Piaget a réalisé deux grands groupes de travaux en épistémologie:
    – le premier, plus technique, plus rigoureusement basé sur une méthodologie scientifique, relève de l’épistémologie génétique;

    – le second, plus philosophique, concerne l’épistémologie générale, ou, en langage plus technique, ce que Piaget a appelé l’épistémologie interne et l’épistémologie dérivée (JP67b, pp. 1172 et suivantes).
L’épistémologie des notions

Les recherches d’épistémologie génétique consistent à utiliser la méthode psychogénétique ou la méthode historique pour résoudre des problèmes épistémologiques liés à des notions particulières des différentes sciences étudiées. Les sciences qui ont fait l’objet de ces recherches sont la logique, la mathématique et la physique.

Sur le terrain de la mathématique, deux sous-domaines principaux de recherche se dégagent, l’un portant sur les notions spatiales, l’autre sur les notions numériques. Il faut noter que la coupure introduite entre les domaines n’est pas radicale. L’espace et le temps illustrent ce point.
    L’espace est en effet l’objet privilégié d’étude de la géométrie, qui elle-même se rattache à la mathématique. Mais d’un autre côté, depuis la révolution qu’a connu la physique au début du siècle, la notion d’espace est aussi devenue un objet de la physique, ce qui a modifié le statut de la géométrie; celle-ci est devenue au moins en partie une science se développant sur le terrain de la physique.

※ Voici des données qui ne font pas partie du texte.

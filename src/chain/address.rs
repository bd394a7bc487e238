//! Algorand account addresses.
//!
//! An address is the RFC 4648 base32 encoding (no padding) of the 32-byte
//! Ed25519 public key followed by the last four bytes of its SHA-512/256
//! digest, giving a 58-character upper-case string.

use std::fmt;
use std::str::FromStr;

use data_encoding::BASE32_NOPAD;
use serde::{Deserialize, Serialize};
use sha2::{Digest, Sha512_256};

/// Length of an Ed25519 public key in bytes.
pub const PUBLIC_KEY_LEN: usize = 32;

/// Length of the address checksum in bytes.
const CHECKSUM_LEN: usize = 4;

/// Length of an encoded address string.
pub const ADDRESS_LEN: usize = 58;

/// Errors decoding an address string.
#[derive(Debug, Clone, PartialEq, Eq, thiserror::Error)]
pub enum AddressError {
    /// The string is not 58 characters long.
    #[error("address must be {ADDRESS_LEN} characters, got {0}")]
    InvalidLength(usize),

    /// The string is not valid upper-case base32.
    #[error("address is not valid base32")]
    InvalidEncoding,

    /// The trailing checksum does not match the public key.
    #[error("address checksum mismatch")]
    ChecksumMismatch,
}

/// A validated Algorand address.
#[derive(Debug, Clone, Copy, PartialEq, Eq, Hash)]
pub struct Address([u8; PUBLIC_KEY_LEN]);

impl Address {
    /// Builds an address from a raw public key.
    #[must_use]
    pub const fn from_public_key(public_key: [u8; PUBLIC_KEY_LEN]) -> Self {
        Self(public_key)
    }

    /// Builds an address from a byte slice, which must be exactly 32 bytes.
    #[must_use]
    pub fn from_slice(bytes: &[u8]) -> Option<Self> {
        <[u8; PUBLIC_KEY_LEN]>::try_from(bytes).ok().map(Self)
    }

    /// Returns the raw public key.
    #[must_use]
    pub const fn public_key(&self) -> &[u8; PUBLIC_KEY_LEN] {
        &self.0
    }

    /// Encodes the address in its canonical 58-character form.
    #[must_use]
    pub fn encode(&self) -> String {
        let mut buf = Vec::with_capacity(PUBLIC_KEY_LEN + CHECKSUM_LEN);
        buf.extend_from_slice(&self.0);
        buf.extend_from_slice(&checksum(&self.0));
        BASE32_NOPAD.encode(&buf)
    }

    /// Returns `true` if `s` is a well-formed address with a valid checksum.
    #[must_use]
    pub fn is_valid(s: &str) -> bool {
        s.parse::<Self>().is_ok()
    }
}

impl FromStr for Address {
    type Err = AddressError;

    fn from_str(s: &str) -> Result<Self, Self::Err> {
        if s.len() != ADDRESS_LEN {
            return Err(AddressError::InvalidLength(s.len()));
        }
        let decoded = BASE32_NOPAD
            .decode(s.as_bytes())
            .map_err(|_| AddressError::InvalidEncoding)?;
        let (key, sum) = decoded
            .split_at_checked(PUBLIC_KEY_LEN)
            .ok_or(AddressError::InvalidEncoding)?;
        let address = Self::from_slice(key).ok_or(AddressError::InvalidEncoding)?;
        if sum != checksum(address.public_key()).as_slice() {
            return Err(AddressError::ChecksumMismatch);
        }
        Ok(address)
    }
}

impl fmt::Display for Address {
    fn fmt(&self, f: &mut fmt::Formatter<'_>) -> fmt::Result {
        f.write_str(&self.encode())
    }
}

impl Serialize for Address {
    fn serialize<S: serde::Serializer>(&self, serializer: S) -> Result<S::Ok, S::Error> {
        serializer.serialize_str(&self.encode())
    }
}

impl<'de> Deserialize<'de> for Address {
    fn deserialize<D: serde::Deserializer<'de>>(deserializer: D) -> Result<Self, D::Error> {
        let s = String::deserialize(deserializer)?;
        s.parse().map_err(serde::de::Error::custom)
    }
}

fn checksum(public_key: &[u8; PUBLIC_KEY_LEN]) -> [u8; CHECKSUM_LEN] {
    let digest = Sha512_256::digest(public_key);
    let mut out = [0u8; CHECKSUM_LEN];
    if let Some(tail) = digest.get(digest.len() - CHECKSUM_LEN..) {
        out.copy_from_slice(tail);
    }
    out
}
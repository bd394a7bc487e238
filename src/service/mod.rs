//! Service layer: payment resolution, verification and access grants.

pub mod payment_service;

pub use payment_service::{
    EventPaymentDetails, PaymentIntent, PaymentService, VerifiedPayment, WalletBalance,
};
//! Rows of the payment and membership tables.

use std::fmt;
use std::str::FromStr;

use chrono::{DateTime, Utc};
use rust_decimal::Decimal;
use serde::{Deserialize, Serialize};
use utoipa::ToSchema;

use super::{EventId, MicroAlgos, PaymentId, UserId};

/// An event that may require a ticket payment.
#[derive(Debug, Clone, Serialize, Deserialize)]
pub struct Event {
    /// Event identifier.
    pub id: EventId,
    /// Display title.
    pub title: String,
    /// Ticket price in ALGO. `None` or zero means the event is free.
    pub ticket_price: Option<Decimal>,
    /// Algorand address that receives ticket payments.
    pub wallet_address: Option<String>,
    /// User who created the event.
    pub owner_id: UserId,
}

impl Event {
    /// Returns `true` when joining does not require a payment.
    #[must_use]
    pub fn is_free(&self) -> bool {
        self.ticket_price.is_none_or(|price| price <= Decimal::ZERO)
    }

    /// Returns the configured receiving wallet, trimmed, if non-empty.
    #[must_use]
    pub fn payment_wallet(&self) -> Option<&str> {
        self.wallet_address
            .as_deref()
            .map(str::trim)
            .filter(|w| !w.is_empty())
    }

    /// Ticket price converted to micro-ALGO, if the event is paid.
    #[must_use]
    pub fn expected_amount(&self) -> Option<MicroAlgos> {
        self.ticket_price
            .filter(|price| *price > Decimal::ZERO)
            .and_then(MicroAlgos::from_algos)
    }
}

/// Lifecycle state of a payment verification attempt.
#[derive(Debug, Clone, Copy, PartialEq, Eq, Hash, Serialize, Deserialize, ToSchema)]
#[serde(rename_all = "snake_case")]
pub enum PaymentStatus {
    /// Transaction ID claimed, chain verification in progress.
    Pending,
    /// Transaction confirmed to pay the event wallet at least the price.
    Verified,
    /// Verification attempt rejected; kept for audit.
    Failed,
}

impl PaymentStatus {
    /// Database representation.
    #[must_use]
    pub const fn as_str(self) -> &'static str {
        match self {
            Self::Pending => "pending",
            Self::Verified => "verified",
            Self::Failed => "failed",
        }
    }
}

impl fmt::Display for PaymentStatus {
    fn fmt(&self, f: &mut fmt::Formatter<'_>) -> fmt::Result {
        f.write_str(self.as_str())
    }
}

impl FromStr for PaymentStatus {
    type Err = String;

    fn from_str(s: &str) -> Result<Self, Self::Err> {
        match s {
            "pending" => Ok(Self::Pending),
            "verified" => Ok(Self::Verified),
            "failed" => Ok(Self::Failed),
            other => Err(format!("unknown payment status: {other}")),
        }
    }
}

/// One payment verification attempt.
#[derive(Debug, Clone, Serialize, Deserialize)]
pub struct EventPayment {
    /// Row identifier.
    pub id: PaymentId,
    /// Event being paid for.
    pub event_id: EventId,
    /// Paying user.
    pub user_id: UserId,
    /// On-chain transaction ID. Unique across all rows.
    pub transaction_id: String,
    /// Wallet address the payer claims to have paid from.
    pub wallet_address: String,
    /// Amount actually transferred, in ALGO. `None` until known.
    pub amount: Option<Decimal>,
    /// Verification state.
    pub status: PaymentStatus,
    /// When the payment reached [`PaymentStatus::Verified`].
    pub verified_at: Option<DateTime<Utc>>,
    /// When the attempt was recorded.
    pub created_at: DateTime<Utc>,
}

impl EventPayment {
    /// Builds a fresh `pending` row claiming `transaction_id`.
    #[must_use]
    pub fn claim(
        event_id: EventId,
        user_id: UserId,
        transaction_id: &str,
        wallet_address: &str,
    ) -> Self {
        Self {
            id: PaymentId::new(),
            event_id,
            user_id,
            transaction_id: transaction_id.to_string(),
            wallet_address: wallet_address.to_string(),
            amount: None,
            status: PaymentStatus::Pending,
            verified_at: None,
            created_at: Utc::now(),
        }
    }
}

/// Role a user holds within an event.
#[derive(Debug, Clone, Copy, PartialEq, Eq, Hash, Serialize, Deserialize, ToSchema)]
#[serde(rename_all = "snake_case")]
pub enum MembershipRole {
    /// Event creator.
    Owner,
    /// Helper with moderation rights.
    Volunteer,
    /// Regular attendee.
    Member,
}

impl MembershipRole {
    /// Database representation.
    #[must_use]
    pub const fn as_str(self) -> &'static str {
        match self {
            Self::Owner => "owner",
            Self::Volunteer => "volunteer",
            Self::Member => "member",
        }
    }
}

impl fmt::Display for MembershipRole {
    fn fmt(&self, f: &mut fmt::Formatter<'_>) -> fmt::Result {
        f.write_str(self.as_str())
    }
}

impl FromStr for MembershipRole {
    type Err = String;

    fn from_str(s: &str) -> Result<Self, Self::Err> {
        match s {
            "owner" => Ok(Self::Owner),
            "volunteer" => Ok(Self::Volunteer),
            "member" => Ok(Self::Member),
            other => Err(format!("unknown membership role: {other}")),
        }
    }
}

/// Grants a user access to an event's private content.
#[derive(Debug, Clone, Serialize, Deserialize)]
pub struct EventMembership {
    /// Event the membership belongs to.
    pub event_id: EventId,
    /// Member user.
    pub user_id: UserId,
    /// Role within the event.
    pub role: MembershipRole,
    /// When the membership was created.
    pub joined_at: DateTime<Utc>,
}

impl EventMembership {
    /// A regular `member` row created now.
    #[must_use]
    pub fn member(event_id: EventId, user_id: UserId) -> Self {
        Self {
            event_id,
            user_id,
            role: MembershipRole::Member,
            joined_at: Utc::now(),
        }
    }
}

/// A payment row joined with its event title, for payment history.
#[derive(Debug, Clone, Serialize)]
pub struct PaymentRecord {
    /// The payment row.
    pub payment: EventPayment,
    /// Title of the event, if it still exists.
    pub event_title: Option<String>,
}
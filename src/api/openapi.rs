//! OpenAPI document for the REST surface.

use utoipa::openapi::security::{HttpAuthScheme, HttpBuilder, SecurityScheme};
use utoipa::{Modify, OpenApi};

use crate::api::dto::{
    JoinEventResponse, PaymentHistoryItem, PaymentHistoryResponse, PaymentIntentResponse,
    VerifyPaymentRequest, VerifyPaymentResponse, WalletBalanceResponse,
};
use crate::api::handlers::{payments, system};
use crate::error::{ErrorBody, ErrorResponse};

/// OpenAPI description of every endpoint, served at
/// `/api-docs/openapi.json` when the `swagger-ui` feature is enabled.
#[derive(Debug, OpenApi)]
#[openapi(
    info(
        title = "UniLedger Payments API",
        description = "Algorand ticket payment verification and event access for UniLedger."
    ),
    paths(
        payments::payment_details,
        payments::verify_payment,
        payments::join_free_event,
        payments::my_payments,
        payments::wallet_balance,
        system::health_handler,
    ),
    components(schemas(
        VerifyPaymentRequest,
        VerifyPaymentResponse,
        PaymentIntentResponse,
        JoinEventResponse,
        PaymentHistoryItem,
        PaymentHistoryResponse,
        WalletBalanceResponse,
        ErrorResponse,
        ErrorBody,
    )),
    modifiers(&BearerAuth),
    tags(
        (name = "Payments", description = "Ticket payments and event access"),
        (name = "System", description = "Service status"),
    )
)]
pub struct ApiDoc;

/// Registers the `bearer_auth` security scheme referenced by handlers.
#[derive(Debug)]
struct BearerAuth;

impl Modify for BearerAuth {
    fn modify(&self, openapi: &mut utoipa::openapi::OpenApi) {
        if let Some(components) = openapi.components.as_mut() {
            components.add_security_scheme(
                "bearer_auth",
                SecurityScheme::Http(HttpBuilder::new().scheme(HttpAuthScheme::Bearer).build()),
            );
        }
    }
}

#[cfg(test)]
mod tests {
    use super::*;

    #[test]
    fn document_lists_payment_routes() {
        let doc = ApiDoc::openapi();
        for path in [
            "/api/v1/payments/event/{event_id}/details",
            "/api/v1/payments/event/{event_id}/verify",
            "/api/v1/payments/event/{event_id}/join-free",
            "/api/v1/payments/my-payments",
            "/api/v1/payments/wallet/{address}/balance",
            "/health",
        ] {
            assert!(doc.paths.paths.contains_key(path), "missing {path}");
        }
        let has_scheme = doc
            .components
            .as_ref()
            .is_some_and(|c| c.security_schemes.contains_key("bearer_auth"));
        assert!(has_scheme);
    }
}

    Quant au temps, il constitue aujourd’hui, comme l’espace, un objet d’étude de la physique. Mais par ailleurs il implique une dimension psychologique importante. Cette difficulté de séparer les différentes sciences comporte elle-même une signification épistémologique que Piaget clarifie dans certaines études relevant du deuxième groupe de travaux.
Pour chacune des grandes disciplines qui font l’objet de recherches d’épistémologie génétique Piaget tire de l’étude génétique de ses notions des conclusions par rapport aux problèmes généraux qui ont classiquement été soulevés à son propos.

Par exemple l’étude du nombre lui permet d’apporter une solution nouvelle au problème de l’origine de la pensée mathématique. De même l’étude tant psychogénétique qu’historique de la notion d’espace le conduit-elle à formuler des thèses originales sur le statut particulier de la connaissance géométrique par rapport au problème des relations sujet-objet.

Les problèmes plus généraux

Si Piaget a consacré l’essentiel de ses efforts à la résolution de problèmes d’épistémologie génétique des notions, il n’en a pas pour autant abandonné son goût des problèmes les plus généraux.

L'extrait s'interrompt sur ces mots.